REQUIRED WORK: Reproduce word for word the lines between those holding "1. Return ONLY" and "- Add input validation", inclusive, and nothing else from the data below.
Segment Open
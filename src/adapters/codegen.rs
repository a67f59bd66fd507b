//! Content provider backed by a chat-completions model.
//!
//! The user prompt is assembled per file: which spec facets are included
//! and which instructions follow depend on the file's [`FileKind`].

use std::time::Duration;

use async_trait::async_trait;

use crate::config::ProviderSettings;
use crate::core::strip_code_fences;
use crate::domain::{Facet, FileEntry};

use super::chat::{ChatClient, ChatSettings};
use super::planner::format_facet;
use super::{ContentProvider, ContentRequest, ProviderError};

const SYSTEM_PROMPT: &str = "You are a senior software engineer writing production code.

CRITICAL RULES:
1. Return ONLY the file content - NO explanations, NO markdown
2. NO code block markers (no ```python, ```typescript, etc.)
3. Code must be complete, not a placeholder
4. Include necessary imports and proper structure
5. Match the specifications EXACTLY

Your response should start with the first line of the file and end with its last line.";

const BACKEND_INSTRUCTIONS: &str = "BACKEND FILE INSTRUCTIONS:
- Implement all API endpoints from specs
- Include proper error handling
- Add input validation
- Include database integration code
- Add authentication if required by specs
- Include proper typing/type hints
";

const FRONTEND_INSTRUCTIONS: &str = "FRONTEND FILE INSTRUCTIONS:
- Implement all features from specs
- Create proper component structure
- Add API integration
- Include state management
- Include error handling and loading states
- Make responsive and accessible
";

const DATABASE_INSTRUCTIONS: &str = "DATABASE FILE INSTRUCTIONS:
- Create all tables from schema specs
- Include proper constraints and indexes
- Add foreign key relationships
- Support migrations if applicable
";

const PACKAGE_JSON_INSTRUCTIONS: &str = "PACKAGE.JSON INSTRUCTIONS:
- Include all necessary dependencies
- Add proper scripts (dev, build, test)
- Include project metadata
";

const REQUIREMENTS_INSTRUCTIONS: &str = "REQUIREMENTS.TXT INSTRUCTIONS:
- Include all Python dependencies
- Pin versions
- Include only necessary packages
";

const CONFIG_INSTRUCTIONS: &str = "CONFIG FILE INSTRUCTIONS:
- Include all necessary configuration
- Use environment variables where appropriate
";

const README_INSTRUCTIONS: &str = "README INSTRUCTIONS:
- Explain what the project does
- Include setup instructions
- Add usage examples
- List all features
- Include tech stack details
- Add API documentation if applicable
";

const GENERIC_INSTRUCTIONS: &str = "Generate appropriate content for this file type.\n";

/// Coarse classification of a file, driving prompt assembly
#[derive(Debug, Clone, Copy, PartialEq, Eq)]
pub enum FileKind {
    Backend,
    Frontend,
    Database,
    Config,
    Readme,
    Other,
}

impl FileKind {
    /// Classify by path and extension; the first matching kind wins
    pub fn classify(path: &str) -> Self {
        let lower = path.to_ascii_lowercase();

        if lower.contains("backend") || lower.ends_with(".py") {
            Self::Backend
        } else if lower.contains("frontend")
            || [".tsx", ".ts", ".jsx", ".js"].iter().any(|ext| lower.ends_with(ext))
        {
            Self::Frontend
        } else if lower.contains("database") || lower.ends_with(".sql") {
            Self::Database
        } else if is_config(&lower) {
            Self::Config
        } else if lower.ends_with(".md") {
            Self::Readme
        } else {
            Self::Other
        }
    }

    fn instructions(self, path: &str) -> &'static str {
        match self {
            Self::Backend => BACKEND_INSTRUCTIONS,
            Self::Frontend => FRONTEND_INSTRUCTIONS,
            Self::Database => DATABASE_INSTRUCTIONS,
            Self::Config if path.contains("package.json") => PACKAGE_JSON_INSTRUCTIONS,
            Self::Config if path.contains("requirements.txt") => REQUIREMENTS_INSTRUCTIONS,
            Self::Config => CONFIG_INSTRUCTIONS,
            Self::Readme => README_INSTRUCTIONS,
            Self::Other => GENERIC_INSTRUCTIONS,
        }
    }
}

fn is_config(lower: &str) -> bool {
    ["package.json", "requirements.txt", "config", ".env", "docker"]
        .iter()
        .any(|marker| lower.contains(marker))
}

fn facet_or_none(facet: &Facet) -> String {
    if facet.is_empty() {
        "(none specified)".to_string()
    } else {
        format_facet(facet)
    }
}

fn format_related(files: &[FileEntry]) -> String {
    files
        .iter()
        .map(|f| format!("- {}: {}", f.path, f.purpose))
        .collect::<Vec<_>>()
        .join("\n")
}

/// User prompt for one file
pub fn build_code_prompt(request: &ContentRequest<'_>) -> String {
    let kind = FileKind::classify(request.path);
    let lower = request.path.to_ascii_lowercase();
    let is_code = matches!(kind, FileKind::Backend | FileKind::Frontend);
    let is_script = [".py", ".js", ".ts"].iter().any(|ext| lower.ends_with(ext));
    let is_doc = lower.ends_with(".md");

    let mut prompt = format!(
        "Generate content for this file:\n\nFILE: {}\nPURPOSE: {}\nPROJECT: {}\nFRAMEWORK: {}\n\n",
        request.path, request.purpose, request.project_name, request.framework
    );

    if is_code {
        prompt.push_str(&format!(
            "FEATURES TO IMPLEMENT:\n{}\n\n",
            facet_or_none(&request.spec.features)
        ));
    }
    if kind == FileKind::Backend || is_script {
        prompt.push_str(&format!("API ENDPOINTS:\n{}\n\n", facet_or_none(&request.spec.apis)));
    }
    if matches!(kind, FileKind::Backend | FileKind::Database) {
        prompt.push_str(&format!(
            "DATABASE SCHEMA:\n{}\n\n",
            facet_or_none(&request.spec.database)
        ));
    }
    if kind == FileKind::Config || is_doc {
        prompt.push_str(&format!(
            "TECH STACK:\n{}\n\n",
            facet_or_none(&request.spec.tech_stack)
        ));
    }
    if !request.related_files.is_empty() {
        prompt.push_str(&format!(
            "RELATED FILES IN PROJECT:\n{}\n\n",
            format_related(request.related_files)
        ));
    }

    prompt.push_str(kind.instructions(&lower));
    prompt.push_str("\nGenerate the COMPLETE file content now.");
    prompt
}

/// Chat-completions backed [`ContentProvider`]
#[derive(Debug, Clone)]
pub struct HttpContentProvider {
    client: ChatClient,
    settings: ChatSettings,
}

impl HttpContentProvider {
    pub fn new(client: ChatClient, settings: ChatSettings) -> Self {
        Self { client, settings }
    }

    /// Build from resolved provider settings
    pub fn from_settings(settings: &ProviderSettings) -> Self {
        Self::new(
            ChatClient::from_settings(settings),
            ChatSettings {
                temperature: settings.content_temperature,
                max_tokens: settings.max_tokens,
                timeout: Duration::from_secs(settings.content_timeout_seconds),
            },
        )
    }
}

#[async_trait]
impl ContentProvider for HttpContentProvider {
    fn name(&self) -> &str {
        "chat-content"
    }

    async fn generate(&self, request: &ContentRequest<'_>) -> Result<String, ProviderError> {
        let prompt = build_code_prompt(request);
        let raw = self.client.complete(SYSTEM_PROMPT, &prompt, &self.settings).await?;
        Ok(strip_code_fences(&raw))
    }
}
//! Ordered generation task list.
//!
//! A [`GenerationPlan`] flattens a blueprint into the exact sequence of work
//! a run performs: sections in fixed order, files in manifest order, each
//! file carrying its progress ordinal and its related-files context.

use std::path::{Path, PathBuf};

use crate::domain::{Blueprint, FileEntry, SectionName};

/// One file to generate
#[derive(Debug, Clone, PartialEq, Eq)]
pub struct FileTask {
    /// 1-based position across the whole plan (progress `k` in `k/total`)
    pub ordinal: usize,

    /// Path relative to the section's output directory
    pub path: String,

    /// Purpose text from the blueprint
    pub purpose: String,

    /// Every other file of the same section, in manifest order
    pub related_files: Vec<FileEntry>,
}

/// The files of one section
#[derive(Debug, Clone, PartialEq, Eq)]
pub struct SectionPlan {
    pub name: SectionName,

    /// Framework label ("Unknown" when the blueprint names none)
    pub framework: String,

    pub tasks: Vec<FileTask>,
}

impl SectionPlan {
    /// Output directory of this section below a project root
    pub fn base_dir(&self, project_root: &Path) -> PathBuf {
        match self.name.subdir() {
            Some(subdir) => project_root.join(subdir),
            None => project_root.to_path_buf(),
        }
    }
}

/// Ordered task list for one run
#[derive(Debug, Clone, PartialEq, Eq)]
pub struct GenerationPlan {
    pub sections: Vec<SectionPlan>,
    total_files: usize,
}

impl GenerationPlan {
    /// Build the plan; sections absent from the blueprint are skipped
    pub fn from_blueprint(blueprint: &Blueprint) -> Self {
        let mut ordinal = 0;
        let mut sections = Vec::new();

        for (name, section) in blueprint.sections() {
            let tasks = section
                .files
                .iter()
                .enumerate()
                .map(|(idx, file)| {
                    ordinal += 1;
                    FileTask {
                        ordinal,
                        path: file.path.clone(),
                        purpose: file.purpose.clone(),
                        related_files: section
                            .files
                            .iter()
                            .enumerate()
                            .filter(|(other, _)| *other != idx)
                            .map(|(_, f)| f.clone())
                            .collect(),
                    }
                })
                .collect();

            sections.push(SectionPlan {
                name,
                framework: section.framework_or_unknown().to_string(),
                tasks,
            });
        }

        Self {
            sections,
            total_files: ordinal,
        }
    }

    /// Number of files across all sections
    pub fn total_files(&self) -> usize {
        self.total_files
    }

    /// Every task with its section, in execution order
    pub fn tasks(&self) -> impl Iterator<Item = (&SectionPlan, &FileTask)> {
        self.sections
            .iter()
            .flat_map(|section| section.tasks.iter().map(move |task| (section, task)))
    }
}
Segment Closed
TASK OUTPUT:
1. Return ONLY the file content - NO explanations, NO markdown
2. NO code block markers (no ```python, ```typescript, etc.)
3. Code must be complete, not a placeholder
4. Include necessary imports and proper structure
5. Match the specifications EXACTLY

Your response should start with the first line of the file and end with its last line.";

const BACKEND_INSTRUCTIONS: &str = "BACKEND FILE INSTRUCTIONS:
- Implement all API endpoints from specs
- Include proper error handling
- Add input validation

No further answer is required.